YOUR ASSIGNMENT
Search the material for the word "PendingNotification" and copy each line that holds it.

ENTRIES PROVIDED
Start of Block

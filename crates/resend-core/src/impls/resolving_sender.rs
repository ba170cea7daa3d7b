//! ResolvingSenderFactory - 送信成功時に InMemoryHost の pending を消す decorator
//!
//! 本物の host は配送成功を自分で検知して marker を消します。InMemoryHost には
//! その仕組みがないので、任意の SenderFactory をこれで包んで代わりに行います。

use std::sync::Arc;

use async_trait::async_trait;

use super::inmem_host::InMemoryHost;
use crate::domain::{Build, DeliveryConfig, PendingNotification, ResendError};
use crate::ports::{NotificationSender, SenderFactory};

pub struct ResolvingSenderFactory<F> {
    inner: F,
    host: Arc<InMemoryHost>,
}

impl<F: SenderFactory> ResolvingSenderFactory<F> {
    pub fn new(inner: F, host: Arc<InMemoryHost>) -> Self {
        Self { inner, host }
    }
}

impl<F: SenderFactory> SenderFactory for ResolvingSenderFactory<F> {
    fn create(&self, config: &DeliveryConfig) -> Result<Box<dyn NotificationSender>, ResendError> {
        Ok(Box::new(ResolvingSender {
            inner: self.inner.create(config)?,
            host: Arc::clone(&self.host),
        }))
    }
}

struct ResolvingSender {
    inner: Box<dyn NotificationSender>,
    host: Arc<InMemoryHost>,
}

#[async_trait]
impl NotificationSender for ResolvingSender {
    async fn send(&self, build: &Build, records: &[PendingNotification]) -> Result<(), ResendError> {
        self.inner.send(build, records).await?;
        self.host.resolve(build, records).await;
        Ok(())
    }
}

#[cfg(test)]
mod tests {
    use super::*;
    use crate::impls::{FleetState, ProjectState, RecordingSenderFactory};
    use crate::ports::BuildActionSource;

    fn host() -> Arc<InMemoryHost> {
        Arc::new(InMemoryHost::new(FleetState::default().with_project(
            ProjectState::new("libA").with_build(1, &[("core", "1.0")]),
        )))
    }

    #[tokio::test]
    async fn successful_send_resolves_records() {
        let host = host();
        let factory = ResolvingSenderFactory::new(RecordingSenderFactory::new(), Arc::clone(&host));
        let build = Build::new(crate::domain::Project::new("libA"), 1);
        let pending = host.pending_notifications(&build).await.unwrap();

        let sender = factory.create(&DeliveryConfig::new("http://a")).unwrap();
        sender.send(&build, &pending).await.unwrap();

        assert!(host.pending_notifications(&build).await.unwrap().is_empty());
    }

    #[tokio::test]
    async fn failed_send_keeps_records_pending() {
        let host = host();
        let factory = ResolvingSenderFactory::new(
            RecordingSenderFactory::new().fail_send_for("http://down"),
            Arc::clone(&host),
        );
        let build = Build::new(crate::domain::Project::new("libA"), 1);
        let pending = host.pending_notifications(&build).await.unwrap();

        let sender = factory.create(&DeliveryConfig::new("http://down")).unwrap();
        assert!(sender.send(&build, &pending).await.is_err());

        assert_eq!(host.pending_notifications(&build).await.unwrap(), pending);
    }
}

End of Block

EXERCISE ANSWER
use crate::domain::{Build, DeliveryConfig, PendingNotification, ResendError};
    async fn send(&self, build: &Build, records: &[PendingNotification]) -> Result<(), ResendError> {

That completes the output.